He stills and looks up at me then. “Is it true?” he asks in a low, sinister hiss, like he just instantly sobered up.

“Is what true?” I freeze, startled by the ice in his stare.

“You and her. Pia Lindberg.” He spits out her name, like it’s poisonous, and I could hit him, thump him, kick him for that alone.

“Let me go, Stephan,” I say.

It’s a great surprise when he does what I ask, so much so I pause before I rush to stand. He’s still on his knees, looking at me, waiting for my next move, but as soon as I start to walk towards the door, he moves too. I make it three steps before there’s the vice of his hands around my ankle and I’m pulled down to the ground. I land with a heavy thump, my eyes closing on impact. I’m confident I’ve gotten my hands down, that I haven’t hit my head, but then I feel something warm and wet run down the side of my face. Then there is a sharp, piercing pain drilling into the side of my head.

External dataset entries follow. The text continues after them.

use clap::{ArgAction, Parser, Subcommand};
use fctx_lib::OutputFormat;
use std::path::PathBuf;

#[derive(Parser)]
#[command(name = "fctx")]
#[command(
    version,
    about = "Figma context simplifier - compact, deduplicated design trees for downstream tools",
    long_about = "Figma context simplifier (fctx)\n\nFetches a Figma file (or selected nodes) and emits a simplified tree where repeated fills, strokes, effects, typography and layout live once in `globalVars` and are referenced by id.\n\nUse --help on any subcommand for details."
)]
#[command(propagate_version = true)]
pub struct Cli {
    #[command(subcommand)]
    pub command: Commands,

    #[arg(
        long,
        short,
        global = true,
        action = ArgAction::Count,
        help = "Increase log verbosity (-v info, -vv debug, -vvv trace)"
    )]
    pub verbose: u8,

    #[arg(
        long,
        global = true,
        value_name = "PATH",
        help = "Optional config file (TOML) with [simplify], [api] and [output] defaults; CLI flags override config"
    )]
    pub config: Option<PathBuf>,
}

#[derive(Subcommand)]
pub enum Commands {
    /// Simplify a Figma file or node subset
    Simplify {
        #[arg(help = "Figma URL (file/design, optional node-id) or a local .json API response")]
        input: String,

        #[arg(
            long = "node-id",
            value_name = "ID",
            help = "Node to simplify (repeatable; `1-2` and `1:2` are both accepted). Overrides the URL's node-id"
        )]
        node_ids: Vec<String>,

        #[arg(
            long,
            value_name = "N",
            help = "Maximum depth below each requested root (root = 0)"
        )]
        depth: Option<usize>,

        #[arg(long, help = "Drop hidden and fully transparent nodes")]
        skip_invisible: bool,

        #[arg(long, value_enum, default_value = "json", help = "Output format")]
        format: OutputFormat,

        #[arg(long, short, help = "Output file path (stdout if omitted)")]
        output: Option<PathBuf>,
    },
}

pub fn parse() -> Cli {
    Cli::parse()
}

Groaning, I bring a hand up to my right eye, which I can’t open for some reason, but my fingers never make it to my face.

And it doesn’t matter if I can open my eye or not, because everything, everything inside and out goes black anyway.

CHAPTER 27

PIA

“Three more nights,” Jon sighs. “Three more nights and then back to sunshine and blue skies and surf.”

I shoot Jon a piercing look from the other side of the taxi’s back seat. “We’re in Madrid, dickhead. It’s pretty sunny here too.”

“But there’s no surf, no waves,” He gazes longingly out at the crowded pavements of Gran Via. It’s just us in the car, the others in another taxi ahead of us, possibly already at the hotel.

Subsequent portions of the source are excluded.